Modern atheists frequently point to “Science” as a catch-all counter to religion. It should be noted that, without a Christian worldview, what we call “modern science” would be impossible. It wasn’t until a culture approached the universe from a Christian perspective that the modern scientific method was born. Science as we know it assumes that the universe is rule-bound, repeatable, knowable, and subject to human manipulation—all of which are uniquely theistic (particularly Judeo-Christian) concepts. Atheism, like modern science, can co-opt those tenets, but they all flow from a theistic worldview.
Also, it bears mentioning that interpretation is not always the same as fact. This is as true in religion as in science. Rejecting or disproving one particular facet of a belief system doesn’t necessarily mean the entire idea is wrong. It might only be that particular idea that is in error. Non-fundamental doctrines, such as the age of the earth, are ultimately secondary to the core message of Christianity. The so-called war between science and religion is truly a myth.
Christianity has the support of experience.
It’s important, at least for the sake of argument, to consider what happens when people actually apply a particular philosophy in the real world. Naturally, no two people have exactly the same understanding of how to live out a specific idea. And people often do things completely contradictory to their stated beliefs. Yet it’s possible to look at world history and see which ideas seem to work and which do not.
Beliefs have consequences. Atheism, like most worldviews, has no particular reason to consider human beings valuable, equal, or meaningful. Just as modern science owes its existence to theism, so too do the concepts of morality, democracy, and human rights. The positive impact of Christianity is clearly seen in history and in current events. The ideas of equality, self-governance, social welfare, and so forth are all rooted in Christian heritage. Even today, cultures with a Christian background are overwhelmingly ahead of non-Christian cultures in the various moral issues most atheists find meaningful.
Popular culture frequently takes the position that Christianity is a philosophy of abuse. Consider the claim that “religion causes war.” According to secular scholars such as Charles Phillips, Gordon Martel, and Alan Axelrod, religious motivations only factor into about 6 or 7 percent of all the wars in human history. Remove Islam from consideration, and that number drops by more than half. In truth, Christianity’s emphasis on compassion and peace has done far more to prevent and soften violence than it has to inspire it.
If you’re an atheist who rejects Christianity on the grounds that it’s anti-science, blind faith, or abusive, please reconsider the evidence. Those accusations are based on false narratives and caricatures. Comedians and celebrities can repeat them ad nauseam, but that doesn’t make them true.
Atheism means Christianity is worth consideration.

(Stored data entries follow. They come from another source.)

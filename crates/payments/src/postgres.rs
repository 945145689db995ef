use async_trait::async_trait;
use common::{Currency, Money, OrderId, PaymentId};
use rust_decimal::Decimal;
use sqlx::{PgPool, Row, postgres::PgRow};

use crate::{
    Payment, PaymentError, PaymentLog, PaymentStatus, Result, repository::PaymentRepository,
};

/// PostgreSQL payment repository.
#[derive(Clone)]
pub struct PostgresPaymentRepository {
    pool: PgPool,
}

impl PostgresPaymentRepository {
    pub fn new(pool: PgPool) -> Self {
        Self { pool }
    }

    fn row_to_payment(row: PgRow) -> Result<Payment> {
        let amount: Decimal = row.try_get("amount")?;
        let currency: String = row.try_get("currency")?;
        let status: String = row.try_get("status")?;

        Ok(Payment {
            id: PaymentId::from_uuid(row.try_get("id")?),
            order_id: OrderId::from_uuid(row.try_get("order_id")?),
            amount: Money::new(amount),
            currency: Currency::new(currency),
            method: row.try_get("method")?,
            status: status
                .parse::<PaymentStatus>()
                .map_err(|e| PaymentError::Database(sqlx::Error::Decode(e.into())))?,
            gateway_order_id: row.try_get("gateway_order_id")?,
            gateway_id: row.try_get("gateway_id")?,
            gateway_response: row.try_get("gateway_response")?,
            failure_reason: row.try_get("failure_reason")?,
            created_at: row.try_get("created_at")?,
            updated_at: row.try_get("updated_at")?,
        })
    }

    async fn append_log(conn: &mut sqlx::PgConnection, log: &PaymentLog) -> Result<()> {
        sqlx::query(
            "INSERT INTO payment_logs (payment_id, action, data, created_at) VALUES ($1, $2, $3, $4)",
        )
        .bind(log.payment_id.as_uuid())
        .bind(&log.action)
        .bind(&log.data)
        .bind(log.created_at)
        .execute(conn)
        .await?;
        Ok(())
    }
}

#[async_trait]
impl PaymentRepository for PostgresPaymentRepository {
    async fn insert(&self, payment: &Payment, log: &PaymentLog) -> Result<()> {
        let mut tx = self.pool.begin().await?;

        sqlx::query(
            r#"
            INSERT INTO payments (id, order_id, amount, currency, method, status,
                                  gateway_order_id, gateway_id, gateway_response,
                                  failure_reason, created_at, updated_at)
            VALUES ($1, $2, $3, $4, $5, $6, $7, $8, $9, $10, $11, $12)
            "#,
        )
        .bind(payment.id.as_uuid())
        .bind(payment.order_id.as_uuid())
        .bind(payment.amount.amount())
        .bind(payment.currency.as_str())
        .bind(&payment.method)
        .bind(payment.status.as_str())
        .bind(&payment.gateway_order_id)
        .bind(&payment.gateway_id)
        .bind(&payment.gateway_response)
        .bind(&payment.failure_reason)
        .bind(payment.created_at)
        .bind(payment.updated_at)
        .execute(&mut *tx)
        .await
        .map_err(|e| {
            if let sqlx::Error::Database(ref db_err) = e
                && db_err.constraint() == Some("payments_order_id_key")
            {
                return PaymentError::Conflict(payment.order_id.to_string());
            }
            PaymentError::Database(e)
        })?;

        Self::append_log(&mut *tx, log).await?;
        tx.commit().await?;
        Ok(())
    }

    async fn update(&self, payment: &Payment, log: &PaymentLog) -> Result<()> {
        let mut tx = self.pool.begin().await?;

        let result = sqlx::query(
            r#"
            UPDATE payments
            SET status = $1, gateway_order_id = $2, gateway_id = $3, gateway_response = $4,
                failure_reason = $5, updated_at = now()
            WHERE id = $6
            "#,
        )
        .bind(payment.status.as_str())
        .bind(&payment.gateway_order_id)
        .bind(&payment.gateway_id)
        .bind(&payment.gateway_response)
        .bind(&payment.failure_reason)
        .bind(payment.id.as_uuid())
        .execute(&mut *tx)
        .await?;

        if result.rows_affected() == 0 {
            return Err(PaymentError::NotFound(payment.order_id.to_string()));
        }

        Self::append_log(&mut *tx, log).await?;
        tx.commit().await?;
        Ok(())
    }

    async fn get_by_order(&self, order_id: OrderId) -> Result<Option<Payment>> {
        let row = sqlx::query(
            r#"
            SELECT id, order_id, amount, currency, method, status, gateway_order_id,
                   gateway_id, gateway_response, failure_reason, created_at, updated_at
            FROM payments
            WHERE order_id = $1
            "#,
        )
        .bind(order_id.as_uuid())
        .fetch_optional(&self.pool)
        .await?;

        row.map(Self::row_to_payment).transpose()
    }

    async fn logs(&self, payment_id: PaymentId) -> Result<Vec<PaymentLog>> {
        let rows = sqlx::query(
            r#"
            SELECT payment_id, action, data, created_at
            FROM payment_logs
            WHERE payment_id = $1
            ORDER BY id ASC
            "#,
        )
        .bind(payment_id.as_uuid())
        .fetch_all(&self.pool)
        .await?;

        rows.into_iter()
            .map(|row| {
                Ok(PaymentLog {
                    payment_id: PaymentId::from_uuid(row.try_get("payment_id")?),
                    action: row.try_get("action")?,
                    data: row.try_get("data")?,
                    created_at: row.try_get("created_at")?,
                })
            })
            .collect()
    }
}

If the practical effects of a belief system matter in a culture, then they also matter in one’s personal life. Atheists of all stripes throughout history have pointed out a major problem with atheistic thinking: nihilism. Belief in pure naturalism or the complete lack of any deity has logical implications.
Force of logic leads atheists to reject objective morality, meaning, purpose, and so forth. This is a dominant struggle in atheistic philosophy: how to stave off nihilism or cope with its implications.
This is the reason atheism, more than any other worldview, has lent itself as justification of the atrocities of dictators.
Ironically, this means that atheism itself presents good reasons to at least consider the Christian worldview.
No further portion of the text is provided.